## INSTRUCTIONS FOR THE TASK
Search the listing below for lines that hold the word "AtomEntry", and report only how many there are.

## DATA FOR THE TASK
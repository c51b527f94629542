// src/ingest/providers/atom.rs
//! Minimal Atom reader shared by the GitLab repository feed and the Jira
//! activity stream.

use anyhow::{Context, Result};
use chrono::{DateTime, Utc};
use quick_xml::de::from_str;
use serde::Deserialize;

use super::parse_timestamp;

#[derive(Debug, Deserialize)]
struct Feed {
    #[serde(rename = "entry", default)]
    entries: Vec<Entry>,
}

#[derive(Debug, Deserialize)]
struct Entry {
    title: Option<TextNode>,
    updated: Option<String>,
    published: Option<String>,
    #[serde(rename = "link", default)]
    links: Vec<Link>,
}

#[derive(Debug, Default, Deserialize)]
struct TextNode {
    #[serde(rename = "$text", default)]
    value: String,
}

#[derive(Debug, Deserialize)]
struct Link {
    #[serde(rename = "@href")]
    href: Option<String>,
    #[serde(rename = "@rel")]
    rel: Option<String>,
}

#[derive(Debug, Clone, PartialEq, Eq)]
pub struct AtomEntry {
    pub title: String,
    pub link: Option<String>,
    pub updated: DateTime<Utc>,
}

/// Parse feed entries. Entries without a usable `updated`/`published`
/// timestamp are dropped.
pub fn parse_feed(xml: &str, what: &str) -> Result<Vec<AtomEntry>> {
    let xml_clean = scrub_html_entities_for_xml(xml);
    let feed: Feed = from_str(&xml_clean).with_context(|| format!("parsing {what} atom xml"))?;

    let mut out = Vec::with_capacity(feed.entries.len());
    for entry in feed.entries {
        let Some(updated) = entry
            .updated
            .as_deref()
            .or(entry.published.as_deref())
            .and_then(parse_timestamp)
        else {
            tracing::debug!(feed = what, "atom entry without timestamp dropped");
            continue;
        };
        let link = entry
            .links
            .iter()
            .find(|l| matches!(l.rel.as_deref(), None | Some("alternate")))
            .and_then(|l| l.href.clone());
        out.push(AtomEntry {
            title: entry.title.unwrap_or_default().value.trim().to_string(),
            link,
            updated,
        });
    }
    Ok(out)
}

// quick-xml only knows the XML entities; feeds routinely carry HTML ones.
fn scrub_html_entities_for_xml(s: &str) -> String {
    s.replace("&nbsp;", " ")
        .replace("&ndash;", "-")
        .replace("&mdash;", "-")
        .replace("&ldquo;", "\"")
        .replace("&rdquo;", "\"")
        .replace("&lsquo;", "'")
        .replace("&rsquo;", "'")
        .replace("&hellip;", "...")
}

#[cfg(test)]
mod tests {
    use super::*;
    use chrono::TimeZone;

    const FEED: &str = r#"<?xml version="1.0" encoding="UTF-8"?>
<feed xmlns="http://www.w3.org/2005/Atom">
  <title>Activity</title>
  <updated>2024-01-02T10:00:00Z</updated>
  <entry>
    <id>1</id>
    <title type="html">Ann pushed to &ldquo;master&rdquo;</title>
    <link rel="alternate" href="https://git.test/c/1"/>
    <updated>2024-01-02T09:30:00Z</updated>
  </entry>
  <entry>
    <title>no date</title>
  </entry>
  <entry>
    <title>published only</title>
    <published>2024-01-01T23:00:00.000+0000</published>
  </entry>
</feed>"#;

    #[test]
    fn entries_with_timestamps_are_kept() {
        let entries = parse_feed(FEED, "test").unwrap();
        assert_eq!(entries.len(), 2);
        assert_eq!(entries[0].title, "Ann pushed to \"master\"");
        assert_eq!(entries[0].link.as_deref(), Some("https://git.test/c/1"));
        assert_eq!(
            entries[0].updated,
            Utc.with_ymd_and_hms(2024, 1, 2, 9, 30, 0).unwrap()
        );
        assert_eq!(entries[1].title, "published only");
        assert_eq!(entries[1].link, None);
    }

    #[test]
    fn empty_feed_yields_nothing() {
        let xml = r#"<feed xmlns="http://www.w3.org/2005/Atom"><title>x</title></feed>"#;
        assert!(parse_feed(xml, "test").unwrap().is_empty());
    }
}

## RESULT OF THE TASK
3